Catching a hockey game in the new Servus Arena in Red Deer will be a much different experience than it has been in years past.

Not to say the most recent rink seating was uncomfortable but the new place to plant your posterior will be an upgrade.

The number of people able to be in the rink will stay about the same as the old building but gone is the bleacher style seating we are used to seeing.

“The seating will be the fixed bucket type seating you see at the Centrium,” said project manager Curtis Martinek with the City of Red Deer.

Fan comfort is certainly part of the mix so along with the new seating the air temperature in the new rink will be such that you can be wearing a light jacket and be comfortable, he said.

The environment is also part of the equation with the building envelope much tighter than the old arena so it will be energy efficient which translates into not costing as much to operate.

“Everything from water usage to the LED lighting, everything is new so it will be much cheaper to run. People will certainly enjoy the new building.”

Taking that theme a step further is how the city is making good use of the material in the old building as the new one goes up.

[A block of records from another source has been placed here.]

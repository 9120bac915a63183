use crate::error::{BumpError, Result};
use std::fmt;
use std::str::FromStr;

/// Semantic version representation
///
/// Pre-release and build metadata are carried through for display but are
/// dropped by every increment.
#[derive(Debug, Clone, PartialEq, Eq)]
pub struct Version {
    pub major: u64,
    pub minor: u64,
    pub patch: u64,
    pub pre: Option<String>,
    pub build: Option<String>,
}

impl Version {
    /// Create a new version
    pub fn new(major: u64, minor: u64, patch: u64) -> Self {
        Version {
            major,
            minor,
            patch,
            pre: None,
            build: None,
        }
    }

    /// Parse version from a tag string (e.g., "v1.2.3" -> Version(1,2,3))
    pub fn parse(tag: &str) -> Result<Self> {
        let clean_tag = strip_prefix(tag.trim());

        let parsed = semver::Version::parse(clean_tag).map_err(|e| {
            BumpError::parse(format!(
                "Invalid version format: '{}' - expected X.Y.Z ({})",
                tag, e
            ))
        })?;

        Ok(Version {
            major: parsed.major,
            minor: parsed.minor,
            patch: parsed.patch,
            pre: (!parsed.pre.is_empty()).then(|| parsed.pre.to_string()),
            build: (!parsed.build.is_empty()).then(|| parsed.build.to_string()),
        })
    }

    pub fn inc_major(&self) -> Result<Self> {
        Ok(Version::new(increment(self.major, "major")?, 0, 0))
    }

    pub fn inc_minor(&self) -> Result<Self> {
        Ok(Version::new(self.major, increment(self.minor, "minor")?, 0))
    }

    pub fn inc_patch(&self) -> Result<Self> {
        Ok(Version::new(self.major, self.minor, increment(self.patch, "patch")?))
    }

    /// Bump version according to bump type
    pub fn bump(&self, bump_type: BumpKind) -> Result<Self> {
        match bump_type {
            BumpKind::Major => self.inc_major(),
            BumpKind::Minor => self.inc_minor(),
            BumpKind::Patch => self.inc_patch(),
        }
    }

    /// The three candidate next versions, in major/minor/patch order
    pub fn candidates(&self) -> Result<BumpCandidates> {
        Ok(BumpCandidates {
            major: self.inc_major()?,
            minor: self.inc_minor()?,
            patch: self.inc_patch()?,
        })
    }
}

fn increment(component: u64, name: &str) -> Result<u64> {
    component.checked_add(1).ok_or_else(|| {
        BumpError::validation(format!("{} version {} cannot be incremented", name, component))
    })
}

impl fmt::Display for Version {
    fn fmt(&self, f: &mut fmt::Formatter<'_>) -> fmt::Result {
        write!(f, "{}.{}.{}", self.major, self.minor, self.patch)?;
        if let Some(pre) = &self.pre {
            write!(f, "-{}", pre)?;
        }
        if let Some(build) = &self.build {
            write!(f, "+{}", build)?;
        }
        Ok(())
    }
}

/// Leading prefix of a tag before the numeric version ("v", "V" or "")
pub fn tag_prefix(tag: &str) -> &str {
    let tag = tag.trim();
    &tag[..tag.len() - strip_prefix(tag).len()]
}

/// Drops a leading `v`/`V` so tags compare against bare manifest versions
pub fn strip_prefix(version: &str) -> &str {
    version
        .strip_prefix('v')
        .or_else(|| version.strip_prefix('V'))
        .unwrap_or(version)
}

/// Version bump kind; exactly one is active per run
#[derive(Debug, Clone, Copy, PartialEq, Eq)]
pub enum BumpKind {
    Major,
    Minor,
    Patch,
}

impl BumpKind {
    pub const ALL: [BumpKind; 3] = [BumpKind::Major, BumpKind::Minor, BumpKind::Patch];

    /// Map a selection index (as presented by [`BumpCandidates::labels`]) to a kind
    pub fn from_index(index: usize) -> Result<Self> {
        Self::ALL
            .get(index)
            .copied()
            .ok_or_else(|| BumpError::validation("invalid version bump selection"))
    }

    pub fn as_str(&self) -> &'static str {
        match self {
            BumpKind::Major => "major",
            BumpKind::Minor => "minor",
            BumpKind::Patch => "patch",
        }
    }
}

impl FromStr for BumpKind {
    type Err = BumpError;

    fn from_str(s: &str) -> Result<Self> {
        match s.trim().to_lowercase().as_str() {
            "major" => Ok(BumpKind::Major),
            "minor" => Ok(BumpKind::Minor),
            "patch" => Ok(BumpKind::Patch),
            other => Err(BumpError::validation(format!(
                "invalid bump type '{}' (expected major, minor or patch)",
                other
            ))),
        }
    }
}

impl fmt::Display for BumpKind {
    fn fmt(&self, f: &mut fmt::Formatter<'_>) -> fmt::Result {
        f.write_str(self.as_str())
    }
}

/// Candidate versions offered to the operator
#[derive(Debug, Clone, PartialEq, Eq)]
pub struct BumpCandidates {
    pub major: Version,
    pub minor: Version,
    pub patch: Version,
}

impl BumpCandidates {
    pub fn get(&self, kind: BumpKind) -> &Version {
        match kind {
            BumpKind::Major => &self.major,
            BumpKind::Minor => &self.minor,
            BumpKind::Patch => &self.patch,
        }
    }

    /// Selection labels such as "Minor (v1.3.0)", indexed like [`BumpKind::ALL`]
    pub fn labels(&self, prefix: &str) -> Vec<String> {
        BumpKind::ALL
            .iter()
            .map(|kind| {
                let name = match kind {
                    BumpKind::Major => "Major",
                    BumpKind::Minor => "Minor",
                    BumpKind::Patch => "Patch",
                };
                format!("{} ({}{})", name, prefix, self.get(*kind))
            })
            .collect()
    }
}

#[cfg(test)]
mod tests {
    use super::*;

    #[test]
    fn test_version_parse() {
        let v = Version::parse("v1.2.3").unwrap();
        assert_eq!(v.major, 1);
        assert_eq!(v.minor, 2);
        assert_eq!(v.patch, 3);
    }

    #[test]
    fn test_version_parse_without_v() {
        let v = Version::parse("1.2.3").unwrap();
        assert_eq!(v, Version::new(1, 2, 3));
    }

    #[test]
    fn test_version_parse_uppercase_v() {
        let v = Version::parse("V1.2.3").unwrap();
        assert_eq!(v, Version::new(1, 2, 3));
    }

    #[test]
    fn test_version_parse_invalid() {
        assert!(Version::parse("1.2").is_err());
        assert!(Version::parse("v1.2.3.4").is_err());
        assert!(Version::parse("release").is_err());
    }

    #[test]
    fn test_version_parse_keeps_metadata() {
        let v = Version::parse("v2.0.0-rc.1+build.5").unwrap();
        assert_eq!(v.pre.as_deref(), Some("rc.1"));
        assert_eq!(v.build.as_deref(), Some("build.5"));
        assert_eq!(v.to_string(), "2.0.0-rc.1+build.5");
    }

    #[test]
    fn test_candidates() {
        let c = Version::new(1, 2, 3).candidates().unwrap();
        assert_eq!(c.major, Version::new(2, 0, 0));
        assert_eq!(c.minor, Version::new(1, 3, 0));
        assert_eq!(c.patch, Version::new(1, 2, 4));
    }

    #[test]
    fn test_increments_drop_metadata() {
        let v = Version::parse("1.2.3-beta.2").unwrap();
        assert_eq!(v.inc_patch().unwrap(), Version::new(1, 2, 4));
        assert_eq!(v.inc_minor().unwrap().to_string(), "1.3.0");
    }

    #[test]
    fn test_version_bump() {
        let v = Version::new(0, 9, 9);
        assert_eq!(v.bump(BumpKind::Major).unwrap(), Version::new(1, 0, 0));
        assert_eq!(v.bump(BumpKind::Minor).unwrap(), Version::new(0, 10, 0));
        assert_eq!(v.bump(BumpKind::Patch).unwrap(), Version::new(0, 9, 10));
    }

    #[test]
    fn test_increment_overflow_is_rejected() {
        let v = Version::parse("v1.2.18446744073709551615").unwrap();
        assert!(matches!(
            v.bump(BumpKind::Patch),
            Err(BumpError::Validation(_))
        ));
        assert!(v.candidates().is_err());
        // Other components are unaffected
        assert_eq!(v.bump(BumpKind::Minor).unwrap(), Version::new(1, 3, 0));

        let v = Version::new(u64::MAX, 0, 0);
        assert!(v.inc_major().is_err());
    }

    #[test]
    fn test_bump_kind_from_str() {
        assert_eq!("major".parse::<BumpKind>().unwrap(), BumpKind::Major);
        assert_eq!("Minor".parse::<BumpKind>().unwrap(), BumpKind::Minor);
        assert_eq!(" PATCH ".parse::<BumpKind>().unwrap(), BumpKind::Patch);
        assert!(matches!(
            "huge".parse::<BumpKind>(),
            Err(BumpError::Validation(_))
        ));
    }

    #[test]
    fn test_bump_kind_from_index() {
        assert_eq!(BumpKind::from_index(0).unwrap(), BumpKind::Major);
        assert_eq!(BumpKind::from_index(2).unwrap(), BumpKind::Patch);
        assert!(matches!(
            BumpKind::from_index(3),
            Err(BumpError::Validation(_))
        ));
    }

    #[test]
    fn test_tag_prefix() {
        assert_eq!(tag_prefix("v1.2.3"), "v");
        assert_eq!(tag_prefix("V1.2.3"), "V");
        assert_eq!(tag_prefix("1.2.3"), "");
    }

    #[test]
    fn test_candidate_labels() {
        let labels = Version::new(1, 2, 3).candidates().unwrap().labels("v");
        assert_eq!(
            labels,
            vec!["Major (v2.0.0)", "Minor (v1.3.0)", "Patch (v1.2.4)"]
        );
    }
}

When the demolition took place there was a big effort to salvage what they could. Some material went out to smaller communities to use in their rinks and the old bleachers will be used as part of a drink rail along the upper viewing deck in the new digs.

During construction there was a 75% re-use policy so anything which could be recycled was recycled, even the concrete.

The old neon arena sign will be getting a new lease on life as well in the new building.

“It will be inside the building so a little piece of nostalgia that when you walk into the building you’ll see the sign,” he said.

But the trip down memory lane doesn’t end there. Martinek says a lot of memorabilia from the teams which called that rinks home for so many years will be part of a display on the walls to keep the history of the rink alive.

The price tag in order to save money is around $21 million dollars and city officials had the option of doing a renovation or a rebuild. The decision was made to make a fresh start and the collapse of the Sylvan Lake arena roof a few years back played a role in heading that direction.

“So we did look at the Red Deer Arena roof at the same time, similar style roof system and it was determined that roof didn’t meet current building codes so to upgrade it was approximately four to five million if I remember correctly and then we’re still left with the same old building,” said Martinek.

City council put it to a vote and the decision as to go with a rebuild which would be better use of city dollars.

The original plan was to open the doors in September of 2018 but construction is ahead of schedule at this point and Martinek says by the end of September an opening date could be confirmed.

Take a seat. It will be comfy!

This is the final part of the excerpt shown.